Big Pixel Project

ECS 175
Big Pixel Project
Due 10 PM Mon April 16

Note: It is fine if your program can read a maximum of two triangles.


Basic Assignment

This project is intended to introduce rasterization, barycentric coordinates, and linear interpolation across triangles.

We will grade the project by trying it on some test inputs. If your program does Steps 1 and 2, below, with no problems on all our test inputs, that will be a B. If you also do Step 3, that will be an A.

Here are some C functions which implement a software framebuffer, consisting of a 50x50 array of pixels. To make the pixels easy to see, they are drawn as little squares (or "big pixels"). To color a pixel, you should call the function colorPixel.

  • bigPix.cpp
  • lowlevel.cpp
  • lowlevel.h
  • shader_utils.cpp
  • shader_utils.h
  • Makefile

    The code includes a function readInput which can be used to read in triangle vertices from the standard input. To read the file input (in Unix), call the program like this

    bigPix < input

    Step 1 - Draw triangles

    The basic project is to use the colorPixel function to draw a rasterized version of any triangle. Your output images should consist entirely of big pixels, drawn by calling colorPixel. You can use the outline for triangle drawing in Section 3.6 in the book; linear interpolation are in Section 2.10 and barycentric coordinates are covered in Section 2.11, and we used the 2D geometry in Section 2.5.2. The file input1 contains an example of two triangles you ought to be able to display. We will also test it on other triangles, so make up some test inputs of your own and check that it works. What are the difficult "corner cases"?
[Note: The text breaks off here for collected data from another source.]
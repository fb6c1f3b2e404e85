// Read-model handed to observers: per-slot state plus derived global state

use chrono::{DateTime, Utc};
use serde::{Deserialize, Serialize};

/// Slot lifecycle: Idle -> Loading -> {Success, Failure}; a settled slot goes back to Loading on refresh.
#[derive(Debug, Clone, Copy, PartialEq, Eq, Serialize, Deserialize)]
#[serde(rename_all = "lowercase")]
pub enum SlotPhase {
    Idle,
    Loading,
    Success,
    Failure,
}

#[derive(Debug, Clone, PartialEq, Serialize, Deserialize)]
#[serde(rename_all = "camelCase")]
pub struct SlotSnapshot {
    pub name: String,
    pub phase: SlotPhase,
    pub data: Option<serde_json::Value>,
    pub is_loading: bool,
    pub error: Option<String>,
    pub last_updated: Option<DateTime<Utc>>,
    pub next_update: Option<DateTime<Utc>>,
}

#[derive(Debug, Clone, PartialEq, Serialize, Deserialize)]
#[serde(rename_all = "camelCase")]
pub struct CategoryError {
    pub category: String,
    pub message: String,
}

#[derive(Debug, Clone, PartialEq, Serialize, Deserialize)]
#[serde(rename_all = "camelCase")]
pub struct AggregatorSnapshot {
    /// Declaration order.
    pub slots: Vec<SlotSnapshot>,
    pub global_is_loading: bool,
    /// Error of the most recently settled slot that currently holds one.
    pub global_error: Option<String>,
    /// Every current per-category error, declaration order.
    pub errors: Vec<CategoryError>,
    pub is_auto_updating: bool,
    pub update_interval_ms: u64,
    pub taken_at: DateTime<Utc>,
}

impl AggregatorSnapshot {
    pub fn slot(&self, name: &str) -> Option<&SlotSnapshot> {
        self.slots.iter().find(|s| s.name == name)
    }
}
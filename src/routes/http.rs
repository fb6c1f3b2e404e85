// GET/POST handlers: version, snapshot, slots, refresh, auto-update

use std::time::Duration;

use axum::{
    Json,
    extract::{Path, State},
    http::StatusCode,
    response::{IntoResponse, Response},
};
use serde::{Deserialize, Serialize};

use super::AppState;
use crate::aggregator::AggregatorError;
use crate::models::{AggregatorSnapshot, ApiEnvelope, SlotSnapshot};
use crate::scheduler::SchedulerState;
use crate::version::{NAME, VERSION};

/// Failure rendered as the standard `{ success: false, error }` envelope.
pub(super) struct ApiError(StatusCode, String);

impl IntoResponse for ApiError {
    fn into_response(self) -> Response {
        (self.0, Json(ApiEnvelope::<()>::failure(self.1))).into_response()
    }
}

impl From<AggregatorError> for ApiError {
    fn from(e: AggregatorError) -> Self {
        let status = match e {
            AggregatorError::UnknownCategory(_) => StatusCode::NOT_FOUND,
            _ => StatusCode::INTERNAL_SERVER_ERROR,
        };
        ApiError(status, e.to_string())
    }
}

#[derive(Debug, Serialize)]
#[serde(rename_all = "camelCase")]
pub(super) struct AutoUpdateStatus {
    enabled: bool,
    interval_ms: u64,
}

#[derive(Debug, Deserialize)]
#[serde(rename_all = "camelCase")]
pub(super) struct AutoUpdateRequest {
    enabled: Option<bool>,
    interval_ms: Option<u64>,
}

/// GET /version: service name and version from Cargo.toml.
pub(super) async fn version_handler() -> impl IntoResponse {
    axum::Json(serde_json::json!({
        "name": NAME,
        "version": VERSION,
    }))
}

/// GET /api/snapshot
pub(super) async fn snapshot_handler(
    State(state): State<AppState>,
) -> Json<ApiEnvelope<AggregatorSnapshot>> {
    Json(ApiEnvelope::ok(state.aggregator.snapshot().await))
}

/// GET /api/slots/{name}
pub(super) async fn slot_handler(
    State(state): State<AppState>,
    Path(name): Path<String>,
) -> Result<Json<ApiEnvelope<SlotSnapshot>>, ApiError> {
    let slot = state.aggregator.slot(&name).await?;
    Ok(Json(ApiEnvelope::ok(slot)))
}

/// POST /api/refresh: waits for every category to settle.
pub(super) async fn refresh_all_handler(
    State(state): State<AppState>,
) -> Json<ApiEnvelope<AggregatorSnapshot>> {
    Json(ApiEnvelope::ok(state.aggregator.refresh_all().await))
}

/// POST /api/refresh/{name}
pub(super) async fn refresh_one_handler(
    State(state): State<AppState>,
    Path(name): Path<String>,
) -> Result<Json<ApiEnvelope<SlotSnapshot>>, ApiError> {
    let slot = state.aggregator.refresh_one(&name).await?;
    Ok(Json(ApiEnvelope::ok(slot)))
}

/// GET /api/auto-update
pub(super) async fn auto_update_status_handler(
    State(state): State<AppState>,
) -> Json<ApiEnvelope<AutoUpdateStatus>> {
    let scheduler = state.scheduler.lock().await;
    Json(ApiEnvelope::ok(AutoUpdateStatus {
        enabled: scheduler.state() == SchedulerState::Running,
        interval_ms: scheduler.interval().as_millis() as u64,
    }))
}

/// POST /api/auto-update with `{ enabled?, intervalMs? }`. The interval applies before start/stop.
pub(super) async fn auto_update_handler(
    State(state): State<AppState>,
    Json(request): Json<AutoUpdateRequest>,
) -> Result<Json<ApiEnvelope<AutoUpdateStatus>>, ApiError> {
    if request.interval_ms == Some(0) {
        return Err(ApiError(
            StatusCode::BAD_REQUEST,
            "intervalMs must be > 0".into(),
        ));
    }

    let mut scheduler = state.scheduler.lock().await;
    if let Some(ms) = request.interval_ms {
        scheduler.set_interval(Duration::from_millis(ms)).await;
    }
    match request.enabled {
        Some(true) => {
            scheduler.start();
        }
        Some(false) => {
            scheduler.stop().await;
        }
        None => {}
    }
    tracing::info!(
        enabled = scheduler.state() == SchedulerState::Running,
        interval_ms = scheduler.interval().as_millis() as u64,
        "auto-update settings changed"
    );
    Ok(Json(ApiEnvelope::ok(AutoUpdateStatus {
        enabled: scheduler.state() == SchedulerState::Running,
        interval_ms: scheduler.interval().as_millis() as u64,
    })))
}
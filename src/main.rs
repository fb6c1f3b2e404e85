use anyhow::Result;
use std::sync::Arc;
use t1d_pulse::*;
use tokio::sync::Mutex;
use tracing_subscriber::EnvFilter;
use tracing_subscriber::fmt::format::Writer;
use tracing_subscriber::fmt::time::FormatTime;

#[cfg(not(target_env = "msvc"))]
#[global_allocator]
static GLOBAL: tikv_jemallocator::Jemalloc = tikv_jemallocator::Jemalloc;

/// Log timestamps in the host's local zone, millisecond precision.
struct LocalTimer;

impl FormatTime for LocalTimer {
    fn format_time(&self, w: &mut Writer<'_>) -> std::fmt::Result {
        let now = chrono::Local::now();
        write!(w, "{}", now.format("%Y-%m-%dT%H:%M:%S%.3f%:z"))
    }
}

#[tokio::main]
async fn main() -> Result<()> {
    let filter = EnvFilter::try_from_default_env().unwrap_or_else(|_| EnvFilter::new("info"));
    tracing_subscriber::fmt()
        .with_timer(LocalTimer)
        .with_env_filter(filter)
        .init();

    let app_config = config::AppConfig::load()?;
    let source = Arc::new(
        fetch_client::HttpFetchClient::new()
            .map_err(|e| anyhow::anyhow!("http client: {}", e))?,
    );
    let aggregator = Arc::new(aggregator::Aggregator::new(
        app_config.categories(),
        source,
        app_config.aggregator_options(),
    )?);
    tracing::info!(
        categories = ?aggregator.category_names().collect::<Vec<_>>(),
        auto_update = app_config.aggregator.auto_update,
        update_interval_ms = app_config.aggregator.update_interval_ms,
        mock_backend = app_config.mock_backend.enabled,
        "aggregator configured"
    );
    let scheduler = Arc::new(Mutex::new(scheduler::Scheduler::new(
        aggregator.clone(),
        app_config.update_interval(),
    )));

    let app = routes::app(aggregator, scheduler.clone(), &app_config);
    let addr = format!("{}:{}", app_config.server.host, app_config.server.port);
    let listener = tokio::net::TcpListener::bind(&addr).await?;
    tracing::info!("Listening on http://{}", addr);

    // Start after binding so a first cycle against the in-process mock backend can connect.
    if app_config.aggregator.auto_update {
        scheduler.lock().await.start();
    }

    tokio::select! {
        result = axum::serve(listener, app) => result?,
        signal = shutdown_signal() => {
            tracing::info!(signal, "shutting down, stopping auto-update");
        }
    }

    // In-flight cycles are detached; only the timer is cancelled here.
    scheduler.lock().await.stop().await;
    Ok(())
}

/// Resolves with the name of the first shutdown signal received.
async fn shutdown_signal() -> &'static str {
    #[cfg(unix)]
    {
        use tokio::signal::unix::{SignalKind, signal};
        match signal(SignalKind::terminate()) {
            Ok(mut sigterm) => tokio::select! {
                _ = tokio::signal::ctrl_c() => "ctrl_c",
                _ = sigterm.recv() => "sigterm",
            },
            Err(e) => {
                tracing::warn!(error = %e, "SIGTERM handler unavailable, waiting for ctrl_c only");
                let _ = tokio::signal::ctrl_c().await;
                "ctrl_c"
            }
        }
    }
    #[cfg(not(unix))]
    {
        if let Err(e) = tokio::signal::ctrl_c().await {
            tracing::warn!(error = %e, "ctrl_c handler failed");
        }
        "ctrl_c"
    }
}
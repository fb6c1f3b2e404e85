// WebSocket: push an aggregator snapshot after every slot transition

use axum::{
    extract::{
        State,
        ws::{Message, WebSocket, WebSocketUpgrade},
    },
    response::IntoResponse,
};
use bytes::Bytes;
use serde::Serialize;
use tokio::sync::broadcast;
use tokio::time::{Duration, timeout};

use super::AppState;
use crate::models::AggregatorSnapshot;

pub(super) const WS_PING_INTERVAL: Duration = Duration::from_secs(30);
pub(super) const WS_SEND_TIMEOUT: Duration = Duration::from_secs(10);

pub(super) async fn ws_snapshot(
    ws: WebSocketUpgrade,
    State(state): State<AppState>,
) -> impl IntoResponse {
    let aggregator = state.aggregator.clone();
    ws.on_upgrade(move |socket| async move {
        // Subscribe before reading the current state so no transition is missed in between.
        let mut rx = aggregator.subscribe();
        let current = aggregator.snapshot().await;
        if let Err(e) = stream_snapshots(socket, &mut rx, current).await {
            tracing::info!("Snapshot stream error: {}", e);
        }
    })
}

/// False when the client is gone or too slow.
async fn send_json<T: Serialize>(socket: &mut WebSocket, value: &T) -> anyhow::Result<bool> {
    let json = serde_json::to_string(value)?;
    let r = timeout(WS_SEND_TIMEOUT, socket.send(Message::Text(json.into()))).await;
    Ok(matches!(r, Ok(Ok(()))))
}

async fn stream_snapshots(
    mut socket: WebSocket,
    rx: &mut broadcast::Receiver<AggregatorSnapshot>,
    current: AggregatorSnapshot,
) -> anyhow::Result<()> {
    tracing::info!("Client connected to snapshot stream");
    if !send_json(&mut socket, &current).await? {
        return Ok(());
    }

    let mut ping_interval = tokio::time::interval(WS_PING_INTERVAL);
    ping_interval.set_missed_tick_behavior(tokio::time::MissedTickBehavior::Skip);
    loop {
        tokio::select! {
            result = rx.recv() => {
                match result {
                    Ok(snapshot) => {
                        if !send_json(&mut socket, &snapshot).await? {
                            break;
                        }
                    }
                    Err(broadcast::error::RecvError::Lagged(n)) => {
                        tracing::warn!("WebSocket /ws/snapshot client lagged, skipped {} messages", n);
                    }
                    Err(broadcast::error::RecvError::Closed) => break,
                }
            }
            _ = ping_interval.tick() => {
                let r = timeout(WS_SEND_TIMEOUT, socket.send(Message::Ping(Bytes::new()))).await;
                if r.is_err() || r.unwrap_or(Ok(())).is_err() {
                    break;
                }
            }
        }
    }
    Ok(())
}
impl CircuitInner {
    fn new() -> Self {
        Self {
            state: CircuitState::Closed,
            consecutive_failures: 0,
            window: VecDeque::new(),
            failed_in_window: 0,
            last_transition: Instant::now(),
            opened_at: None,
            trial_in_flight: false,
        }
    }

    fn reset_counters(&mut self) {
        self.consecutive_failures = 0;
        self.window.clear();
        self.failed_in_window = 0;
    }

    fn push_outcome(&mut self, failed: bool, capacity: u32) {
        let capacity = capacity.max(1) as usize;
        while self.window.len() >= capacity {
            if self.window.pop_front() == Some(true) {
                self.failed_in_window -= 1;
            }
        }
        self.window.push_back(failed);
        if failed {
            self.failed_in_window += 1;
        }
    }

    fn window_len(&self) -> u32 {
        u32::try_from(self.window.len()).unwrap_or(u32::MAX)
    }

    fn snapshot(&self) -> CircuitSnapshot {
        CircuitSnapshot {
            state: self.state,
            consecutive_failures: self.consecutive_failures,
            total_requests: self.window_len(),
            failed_requests: self.failed_in_window,
            last_transition: self.last_transition,
            opened_at: self.opened_at,
            trial_in_flight: self.trial_in_flight,
        }
    }
}

type Transition = (CircuitState, CircuitState);

/// Thread-safe circuit breaker guarding one downstream.
pub struct CircuitBreaker {
    name: String,
    config: CircuitConfig,
    inner: Mutex<CircuitInner>,
    on_transition: Option<TransitionCallback>,
}

impl fmt::Debug for CircuitBreaker {
    fn fmt(&self, f: &mut fmt::Formatter<'_>) -> fmt::Result {
        f.debug_struct("CircuitBreaker")
            .field("name", &self.name)
            .field("config", &self.config)
            .field("state", &self.state())
            .finish()
    }
}

impl CircuitBreaker {
    /// Creates a closed breaker.
    pub fn new(name: impl Into<String>, config: CircuitConfig) -> Self {
        let name = name.into();
        metrics::gauge!("skein_circuit_state", "breaker" => name.clone())
            .set(CircuitState::Closed.as_gauge());
        Self {
            name,
            config,
            inner: Mutex::new(CircuitInner::new()),
            on_transition: None,
        }
    }

    /// Registers a callback invoked after every state transition.
    pub fn with_transition_callback(mut self, callback: TransitionCallback) -> Self {
        self.on_transition = Some(callback);
        self
    }

    pub fn name(&self) -> &str {
        &self.name
    }

    pub fn config(&self) -> &CircuitConfig {
        &self.config
    }

    /// Current state, without evaluating the cooldown.
    pub fn state(&self) -> CircuitState {
        self.lock().state
    }

    pub fn snapshot(&self) -> CircuitSnapshot {
        self.lock().snapshot()
    }

    /// Asks for admission of one call.
    ///
    /// In Closed every call is admitted. In Open the call fails fast until
    /// the cooldown has elapsed, at which point the breaker moves to
    /// HalfOpen and admits exactly one trial. Callers arriving while a
    /// trial is outstanding are rejected as if Open.
    pub fn acquire(&self) -> Result<CircuitPermit<'_>, SkeinError> {
        let mut transitions = Vec::new();
        let result = {
            let mut inner = self.lock();

            if inner.state == CircuitState::Open {
                let elapsed = inner
                    .opened_at
                    .map(|at| at.elapsed())
                    .unwrap_or(self.config.cooldown);
                if elapsed >= self.config.cooldown {
                    transitions.push(self.transition(&mut inner, CircuitState::HalfOpen));
                } else {
                    let retry_after = self.config.cooldown - elapsed;
                    drop(inner);
                    debug!(breaker = %self.name, ?retry_after, "circuit open, rejecting call");
                    return Err(self.open_error(Some(retry_after)));
                }
            }

            match inner.state {
                CircuitState::Closed => Ok(CircuitPermit::new(self, false)),
                CircuitState::HalfOpen if !inner.trial_in_flight => {
                    inner.trial_in_flight = true;
                    Ok(CircuitPermit::new(self, true))
                }
                _ => Err(self.open_error(None)),
            }
        };

        self.notify(transitions);
        if result.is_err() {
            metrics::counter!("skein_circuit_rejections_total", "breaker" => self.name.clone())
                .increment(1);
        }
        result
    }

    /// Runs `f` under the breaker, recording its outcome.
    ///
    /// A [`SkeinError::Cancelled`] returned by `f` releases the permit
    /// without counting as a downstream failure.
    pub async fn call<F, Fut, T>(&self, f: F) -> Result<T, SkeinError>
    where
        F: FnOnce() -> Fut,
        Fut: Future<Output = Result<T, SkeinError>>,
    {
        let permit = self.acquire()?;
        match f().await {
            Ok(value) => {
                permit.success();
                Ok(value)
            }
            Err(SkeinError::Cancelled) => Err(SkeinError::Cancelled),
            Err(err) => {
                permit.failure();
                Err(err)
            }
        }
    }

    /// Forces the breaker back to Closed and clears all counters.
    pub fn reset(&self) {
        let transition = {
            let mut inner = self.lock();
            inner.reset_counters();
            inner.trial_in_flight = false;
            inner.opened_at = None;
            if inner.state == CircuitState::Closed {
                None
            } else {
                Some(self.transition(&mut inner, CircuitState::Closed))
            }
        };
        info!(breaker = %self.name, "circuit breaker manually reset");
        self.notify(transition.into_iter().collect());
    }

    fn record_success(&self, trial: bool) {
        let mut transitions = Vec::new();
        {
            let mut inner = self.lock();
            match inner.state {
                CircuitState::Closed => {
                    inner.push_outcome(false, self.config.rate_window);
                    inner.consecutive_failures = 0;
                }
                CircuitState::HalfOpen if trial => {
                    inner.trial_in_flight = false;
                    inner.reset_counters();
                    transitions.push(self.transition(&mut inner, CircuitState::Closed));
                }
                CircuitState::HalfOpen => {
                    debug!(breaker = %self.name, "ignoring stale success while half-open");
                }
                CircuitState::Open => {
                    warn!(breaker = %self.name, "recorded success for open circuit");
                }
            }
        }
        self.notify(transitions);
    }

    fn record_failure(&self, trial: bool) {
        let mut transitions = Vec::new();
        {
            let mut inner = self.lock();
            match inner.state {
                CircuitState::Closed => {
                    inner.push_outcome(true, self.config.rate_window);
                    inner.consecutive_failures = inner.consecutive_failures.saturating_add(1);
                    if self.should_open(&inner) {
                        transitions.push(self.transition(&mut inner, CircuitState::Open));
                    }
                }
                CircuitState::HalfOpen if trial => {
                    inner.trial_in_flight = false;
                    inner.consecutive_failures = inner.consecutive_failures.saturating_add(1);
                    transitions.push(self.transition(&mut inner, CircuitState::Open));
                }
                CircuitState::HalfOpen | CircuitState::Open => {}
            }
        }
        self.notify(transitions);
    }

    fn release_trial(&self) {
        let mut inner = self.lock();
        if inner.state == CircuitState::HalfOpen {
            inner.trial_in_flight = false;
        }
    }

    fn should_open(&self, inner: &CircuitInner) -> bool {
        if inner.consecutive_failures >= self.config.failure_threshold {
            return true;
        }

        match self.config.failure_rate_threshold {
            Some(rate) if inner.window_len() >= self.config.min_requests_for_rate.max(1) => {
                f64::from(inner.failed_in_window) / f64::from(inner.window_len()) >= rate
            }
            _ => false,
        }
    }

    fn transition(&self, inner: &mut CircuitInner, to: CircuitState) -> Transition {
        let from = inner.state;
        let now = Instant::now();
        inner.state = to;
        inner.last_transition = now;

        match to {
            CircuitState::Open => {
                inner.opened_at = Some(now);
                warn!(
                    breaker = %self.name,
                    consecutive_failures = inner.consecutive_failures,
                    cooldown = ?self.config.cooldown,
                    "circuit breaker opened"
                );
            }
            CircuitState::HalfOpen => {
                inner.trial_in_flight = false;
                info!(breaker = %self.name, "circuit breaker half-open, admitting trial call");
            }
            CircuitState::Closed => {
                inner.opened_at = None;
                info!(breaker = %self.name, "circuit breaker closed, downstream recovered");
            }
        }

        (from, to)
    }

    fn notify(&self, transitions: Vec<Transition>) {
        for (from, to) in transitions {
            metrics::gauge!("skein_circuit_state", "breaker" => self.name.clone())
                .set(to.as_gauge());
            metrics::counter!(
                "skein_circuit_transitions_total",
                "breaker" => self.name.clone(),
                "to" => to.to_string()
            )
            .increment(1);
            if let Some(callback) = &self.on_transition
                && std::panic::catch_unwind(AssertUnwindSafe(|| callback(from, to))).is_err()
            {
                error!(breaker = %self.name, %from, %to, "circuit transition callback panicked");
            }
        }
    }

    fn open_error(&self, retry_after: Option<Duration>) -> SkeinError {
        SkeinError::CircuitOpen {
            name: self.name.clone(),
            retry_after,
        }
    }

    fn lock(&self) -> MutexGuard<'_, CircuitInner> {
        self.inner
            .lock()
            .unwrap_or_else(|poisoned| poisoned.into_inner())
    }
}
    Step 2 - Interpolate colors

    Add RGB colors to the vertices in the input file, read them in, and change your code to interpolate the colors across the triangles, using barycentric coordinates. The file input2 contains an example of a colored triangl you should be able to display.

    Step 3 - Texture mapping

    Not necessary, but a good way to go above and beyond the basic assignment. Change your program to check and see if the input file begins with the word "textured". If so, read the name of the image file from the next line. Have your program to read in the image using the code below (with sample .bmp image): and then implement texture mapping. The texture coordinates (s,t) should go from 0.0-1.0, no matter what the size of the image is. So our texture mapping test files will look like input3.

    You'll find that your texture-mapped polygons will be so pixelated (because of the big pixels) as to be completely unrecognizable. Decrease the pixel size and increase the number of pixels (for instance, use 250 pixels of size 2x2) so that we can actually see the image.

    Additional Notes

    You may NOT use OpenGL calls which draw polygons to draw the triangle! Just draw pixels.

    Turning in the project

    Turn in the project using handin, for example,

    handin cs175t hw1 bigPix.cpp

    Hand in your source code, a Makefile for the Linux machines in the Kemper basement, an executable that runs on the machines in the Kemper basement, an input image file if you did texture mapping, and a brief README file saying what you implemented. Make sure your name appears on all of the source files and prominently in the text file.

    We will test the program by trying it on a variety of input files, which we will run by typing

    bigPix < input5

    or whatever, so please do not change the name of the executable, or make it read from a file instead of stdin, etc. Thanks!